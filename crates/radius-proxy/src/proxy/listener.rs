//! Inbound datagram handling
//!
//! Each traffic class gets its own [`Reactor`]: a dedicated OS thread driving
//! a single-threaded Tokio runtime that waits on the class's IPv4 and IPv6
//! sockets. Every datagram is handled to completion before the next read:
//! size gate, device identification, hand-off to the [`DeviceRegistry`].

use crate::proxy::error::{ProxyError, ProxyResult};
use crate::proxy::stats::DispatchStats;
use crate::proxy::TrafficClass;
use radius_proto::{attribute_region, extract_device_id, Code};
use std::io;
use std::net::SocketAddr;
use std::sync::Arc;
use std::thread;
use tokio::net::UdpSocket;
use tokio::sync::watch;
use tracing::{debug, info, trace, warn};

/// Smallest datagram worth inspecting: the 20-byte header plus room for the
/// vendor attribute carrying a device serial number
pub const MIN_PROXY_PACKET: usize = 43;

/// Receive buffer size per socket
pub const RADIUS_BUFFER_SIZE: usize = 2048;

/// Consumer of identified inbound traffic.
///
/// Implementations own what happens next (session lookup, forwarding,
/// dropping unattributed packets). Calls come from the reactor threads and
/// must not block them for long.
pub trait DeviceRegistry: Send + Sync {
    /// Accounting packet from `device_id`, empty when the sender could not be
    /// identified
    fn submit_accounting(&self, device_id: &str, packet: &[u8]);

    /// Authentication packet from `device_id`, empty when the sender could
    /// not be identified
    fn submit_authentication(&self, device_id: &str, packet: &[u8]);
}

/// What [`Dispatcher::dispatch`] did with a datagram
#[derive(Debug, Clone, PartialEq, Eq)]
pub enum Dispatch {
    /// Too short to be a proxied RADIUS packet
    Dropped,
    /// Handed to the registry. `code` is `None` for codes outside RFC 2865/2866.
    Submitted { device_id: String, code: Option<Code> },
}

/// Per traffic class datagram handler
#[derive(Clone)]
pub struct Dispatcher {
    class: TrafficClass,
    registry: Arc<dyn DeviceRegistry>,
    stats: Arc<DispatchStats>,
}

impl Dispatcher {
    pub fn new(class: TrafficClass, registry: Arc<dyn DeviceRegistry>) -> Self {
        Dispatcher {
            class,
            registry,
            stats: Arc::new(DispatchStats::default()),
        }
    }

    pub fn class(&self) -> TrafficClass {
        self.class
    }

    pub fn stats(&self) -> &Arc<DispatchStats> {
        &self.stats
    }

    /// Identify the device behind `datagram` and submit it to the registry
    pub fn dispatch(&self, datagram: &[u8]) -> Dispatch {
        self.stats.record_received();

        if datagram.len() < MIN_PROXY_PACKET {
            self.stats.record_dropped();
            trace!(class = %self.class, len = datagram.len(), "Dropping undersized datagram");
            return Dispatch::Dropped;
        }

        let device_id = attribute_region(datagram)
            .and_then(extract_device_id)
            .unwrap_or_default();
        if !device_id.is_empty() {
            self.stats.record_attributed();
        }

        match self.class {
            TrafficClass::Accounting => self.registry.submit_accounting(&device_id, datagram),
            TrafficClass::Authentication => {
                self.registry.submit_authentication(&device_id, datagram)
            }
        }

        Dispatch::Submitted {
            device_id,
            code: Code::from_u8(datagram[0]),
        }
    }
}

impl std::fmt::Debug for Dispatcher {
    fn fmt(&self, f: &mut std::fmt::Formatter<'_>) -> std::fmt::Result {
        f.debug_struct("Dispatcher")
            .field("class", &self.class)
            .field("stats", &self.stats)
            .finish_non_exhaustive()
    }
}

/// Receive loop for one traffic class
#[derive(Debug)]
pub struct Reactor {
    class: TrafficClass,
    shutdown: watch::Sender<bool>,
    handle: Option<thread::JoinHandle<()>>,
}

impl Reactor {
    /// Start the receive thread for `dispatcher`'s traffic class.
    ///
    /// The sockets are switched to non-blocking mode and registered with the
    /// thread's runtime. At least one socket should be given; a reactor
    /// without sockets only waits for [`stop`](Self::stop).
    pub fn spawn(
        dispatcher: Dispatcher,
        v4: Option<std::net::UdpSocket>,
        v6: Option<std::net::UdpSocket>,
    ) -> ProxyResult<Self> {
        let class = dispatcher.class();
        let runtime = tokio::runtime::Builder::new_current_thread()
            .enable_io()
            .build()?;

        let (v4, v6) = {
            let _guard = runtime.enter();
            (register(v4)?, register(v6)?)
        };

        let (shutdown, shutdown_rx) = watch::channel(false);
        let handle = thread::Builder::new()
            .name(format!("radius-{}", class))
            .spawn(move || runtime.block_on(receive_loop(dispatcher, v4, v6, shutdown_rx)))
            .map_err(|e| ProxyError::Reactor(format!("cannot start {} reactor: {}", class, e)))?;

        Ok(Reactor {
            class,
            shutdown,
            handle: Some(handle),
        })
    }

    pub fn class(&self) -> TrafficClass {
        self.class
    }

    /// Stop receiving and wait for the thread to exit. Sockets are closed
    /// once the thread is gone.
    pub fn stop(mut self) -> ProxyResult<()> {
        self.shutdown_and_join()
    }

    fn shutdown_and_join(&mut self) -> ProxyResult<()> {
        let Some(handle) = self.handle.take() else {
            return Ok(());
        };

        // The receiver is gone only if the loop already exited.
        let _ = self.shutdown.send(true);
        handle
            .join()
            .map_err(|_| ProxyError::Reactor(format!("{} reactor panicked", self.class)))?;

        info!(class = %self.class, "Reactor stopped");
        Ok(())
    }
}

impl Drop for Reactor {
    fn drop(&mut self) {
        if let Err(e) = self.shutdown_and_join() {
            warn!(error = %e, "Reactor did not shut down cleanly");
        }
    }
}

fn register(socket: Option<std::net::UdpSocket>) -> io::Result<Option<UdpSocket>> {
    socket
        .map(|socket| {
            socket.set_nonblocking(true)?;
            UdpSocket::from_std(socket)
        })
        .transpose()
}

async fn receive_loop(
    dispatcher: Dispatcher,
    v4: Option<UdpSocket>,
    v6: Option<UdpSocket>,
    mut shutdown: watch::Receiver<bool>,
) {
    let mut buf_v4 = [0u8; RADIUS_BUFFER_SIZE];
    let mut buf_v6 = [0u8; RADIUS_BUFFER_SIZE];

    info!(
        class = %dispatcher.class(),
        ipv4 = ?v4.as_ref().and_then(|s| s.local_addr().ok()),
        ipv6 = ?v6.as_ref().and_then(|s| s.local_addr().ok()),
        "Reactor listening"
    );

    loop {
        tokio::select! {
            _ = shutdown.changed() => break,
            result = recv_from(v4.as_ref(), &mut buf_v4) => {
                handle_datagram(&dispatcher, result, &buf_v4);
            }
            result = recv_from(v6.as_ref(), &mut buf_v6) => {
                handle_datagram(&dispatcher, result, &buf_v6);
            }
        }
    }
}

/// Receive on `socket`, or never complete when the family is not bound
async fn recv_from(socket: Option<&UdpSocket>, buf: &mut [u8]) -> io::Result<(usize, SocketAddr)> {
    match socket {
        Some(socket) => socket.recv_from(buf).await,
        None => std::future::pending().await,
    }
}

fn handle_datagram(dispatcher: &Dispatcher, result: io::Result<(usize, SocketAddr)>, buf: &[u8]) {
    match result {
        Ok((len, source)) => {
            if let Dispatch::Submitted { device_id, code } = dispatcher.dispatch(&buf[..len]) {
                debug!(
                    class = %dispatcher.class(),
                    source = %source,
                    len = len,
                    code = ?code,
                    device = %device_id,
                    "Datagram submitted"
                );
            }
        }
        Err(e) => {
            dispatcher.stats().record_receive_error();
            warn!(class = %dispatcher.class(), error = %e, "Receive failed");
        }
    }
}

#[cfg(test)]
mod tests {
    use super::*;
    use radius_proto::{serial_number_attribute, Attribute, AttributeType, Code, Packet};
    use std::sync::Mutex;
    use std::time::Duration;

    #[derive(Default)]
    struct RecordingRegistry {
        accounting: Mutex<Vec<(String, Vec<u8>)>>,
        authentication: Mutex<Vec<(String, Vec<u8>)>>,
    }

    impl DeviceRegistry for RecordingRegistry {
        fn submit_accounting(&self, device_id: &str, packet: &[u8]) {
            self.accounting.lock().unwrap().push((device_id.to_string(), packet.to_vec()));
        }

        fn submit_authentication(&self, device_id: &str, packet: &[u8]) {
            self.authentication.lock().unwrap().push((device_id.to_string(), packet.to_vec()));
        }
    }

    fn tagged_packet(code: Code, serial: &str) -> Vec<u8> {
        let mut packet = Packet::new(code, 7, [0u8; 16]);
        packet.add_attribute(Attribute::string(AttributeType::UserName.as_u8(), "ap").unwrap());
        packet.add_attribute(serial_number_attribute(serial).unwrap());
        packet.encode().unwrap()
    }

    #[test]
    fn test_dispatch_accounting_with_device() {
        let registry = Arc::new(RecordingRegistry::default());
        let dispatcher = Dispatcher::new(TrafficClass::Accounting, registry.clone());
        let packet = tagged_packet(Code::AccountingRequest, "90-3c-b3-bb-24-72");
        assert!(packet.len() >= MIN_PROXY_PACKET);

        assert_eq!(
            dispatcher.dispatch(&packet),
            Dispatch::Submitted {
                device_id: "903cb3bb2472".to_string(),
                code: Some(Code::AccountingRequest),
            }
        );

        let submitted = registry.accounting.lock().unwrap();
        assert_eq!(submitted.len(), 1);
        assert_eq!(submitted[0].0, "903cb3bb2472");
        assert_eq!(submitted[0].1, packet);
        assert!(registry.authentication.lock().unwrap().is_empty());
        assert_eq!(dispatcher.stats().snapshot().attributed, 1);
    }

    #[test]
    fn test_dispatch_unidentified_forwards_empty_id() {
        let registry = Arc::new(RecordingRegistry::default());
        let dispatcher = Dispatcher::new(TrafficClass::Authentication, registry.clone());
        let packet = vec![1u8; 60];

        assert_eq!(
            dispatcher.dispatch(&packet),
            Dispatch::Submitted {
                device_id: String::new(),
                code: Some(Code::AccessRequest),
            }
        );
        let submitted = registry.authentication.lock().unwrap();
        assert_eq!(submitted[0].0, "");
        assert_eq!(dispatcher.stats().snapshot().attributed, 0);
    }

    #[test]
    fn test_dispatch_unknown_code_still_submitted() {
        let registry = Arc::new(RecordingRegistry::default());
        let dispatcher = Dispatcher::new(TrafficClass::Authentication, registry.clone());
        let mut packet = tagged_packet(Code::StatusServer, "903cb3bb2472");
        assert_eq!(
            dispatcher.dispatch(&packet),
            Dispatch::Submitted {
                device_id: "903cb3bb2472".to_string(),
                code: Some(Code::StatusServer),
            }
        );

        packet[0] = 0xff;
        assert_eq!(
            dispatcher.dispatch(&packet),
            Dispatch::Submitted {
                device_id: "903cb3bb2472".to_string(),
                code: None,
            }
        );
        assert_eq!(registry.authentication.lock().unwrap().len(), 2);
    }

    #[test]
    fn test_minimum_size_gate() {
        let registry = Arc::new(RecordingRegistry::default());
        let dispatcher = Dispatcher::new(TrafficClass::Accounting, registry.clone());
        let packet = tagged_packet(Code::AccountingRequest, "903cb3bb2472");

        for len in [0, 20, MIN_PROXY_PACKET - 1] {
            assert_eq!(dispatcher.dispatch(&packet[..len]), Dispatch::Dropped);
        }
        assert!(registry.accounting.lock().unwrap().is_empty());

        let stats = dispatcher.stats().snapshot();
        assert_eq!(stats.received, 3);
        assert_eq!(stats.dropped, 3);
    }

    #[test]
    fn test_reactor_receives_and_stops() {
        let registry = Arc::new(RecordingRegistry::default());
        let dispatcher = Dispatcher::new(TrafficClass::Accounting, registry.clone());
        let stats = dispatcher.stats().clone();

        let socket = std::net::UdpSocket::bind("127.0.0.1:0").unwrap();
        let listen = socket.local_addr().unwrap();
        let reactor = Reactor::spawn(dispatcher, Some(socket), None).unwrap();

        let client = std::net::UdpSocket::bind("127.0.0.1:0").unwrap();
        client.send_to(&[0u8; 10], listen).unwrap();
        client
            .send_to(&tagged_packet(Code::AccountingRequest, "903cb3bb2472"), listen)
            .unwrap();

        for _ in 0..200 {
            if stats.snapshot().received == 2 {
                break;
            }
            thread::sleep(Duration::from_millis(10));
        }
        reactor.stop().unwrap();

        let snapshot = stats.snapshot();
        assert_eq!(snapshot.received, 2);
        assert_eq!(snapshot.dropped, 1);
        let submitted = registry.accounting.lock().unwrap();
        assert_eq!(submitted.len(), 1);
        assert_eq!(submitted[0].0, "903cb3bb2472");
    }

    #[test]
    fn test_reactor_without_sockets_stops() {
        let registry = Arc::new(RecordingRegistry::default());
        let dispatcher = Dispatcher::new(TrafficClass::Authentication, registry);
        let reactor = Reactor::spawn(dispatcher, None, None).unwrap();
        assert_eq!(reactor.class(), TrafficClass::Authentication);
        reactor.stop().unwrap();
    }
}
use crate::{ComputeError, ComputeOutput, ComputeRuntime};
use async_trait::async_trait;
use wasmtime::{Config, Engine, Linker, Module, Store};

pub struct WasmTimeRuntime {
    engine: Engine,
}

impl WasmTimeRuntime {
    pub fn new() -> anyhow::Result<Self> {
        let mut config = Config::new();
        config.async_support(true);
        config.consume_fuel(true); // vital for resource limiting

        let engine = Engine::new(&config)?;
        Ok(Self { engine })
    }
}

#[async_trait]
impl ComputeRuntime for WasmTimeRuntime {
    fn name(&self) -> &str {
        "wasmtime"
    }

    async fn execute(
        &self,
        module: &[u8],
        _input: &[u8],
        fuel_budget: u64,
    ) -> Result<ComputeOutput, ComputeError> {
        let module = Module::from_binary(&self.engine, module)
            .map_err(|e| ComputeError::Wasm(e.to_string()))?;

        struct State {}
        let mut store = Store::new(&self.engine, State {});
        store
            .set_fuel(fuel_budget)
            .map_err(|e| ComputeError::Wasm(e.to_string()))?;

        let linker = Linker::new(&self.engine);
        let instance = linker
            .instantiate_async(&mut store, &module)
            .await
            .map_err(|e| ComputeError::Wasm(e.to_string()))?;

        let run = instance
            .get_typed_func::<(), ()>(&mut store, "run")
            .map_err(|e| ComputeError::Wasm(format!("missing 'run' export: {}", e)))?;

        match run.call_async(&mut store, ()).await {
            Ok(()) => {
                let remaining = store.get_fuel().unwrap_or(0);
                let consumed = fuel_budget.saturating_sub(remaining);
                Ok(ComputeOutput {
                    data: Vec::new(),
                    fuel_consumed: consumed,
                })
            }
            // Running out of gas surfaces here as a trap, indistinguishable
            // from any other wasmtime trap at this layer.
            Err(e) => Err(ComputeError::Wasm(e.to_string())),
        }
    }
}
..........
Which of the lines in the listing above include "trap"? Report each of them.

EXERCISE SOLUTION —
            // Running out of gas surfaces here as a trap, indistinguishable
            // from any other wasmtime trap at this layer.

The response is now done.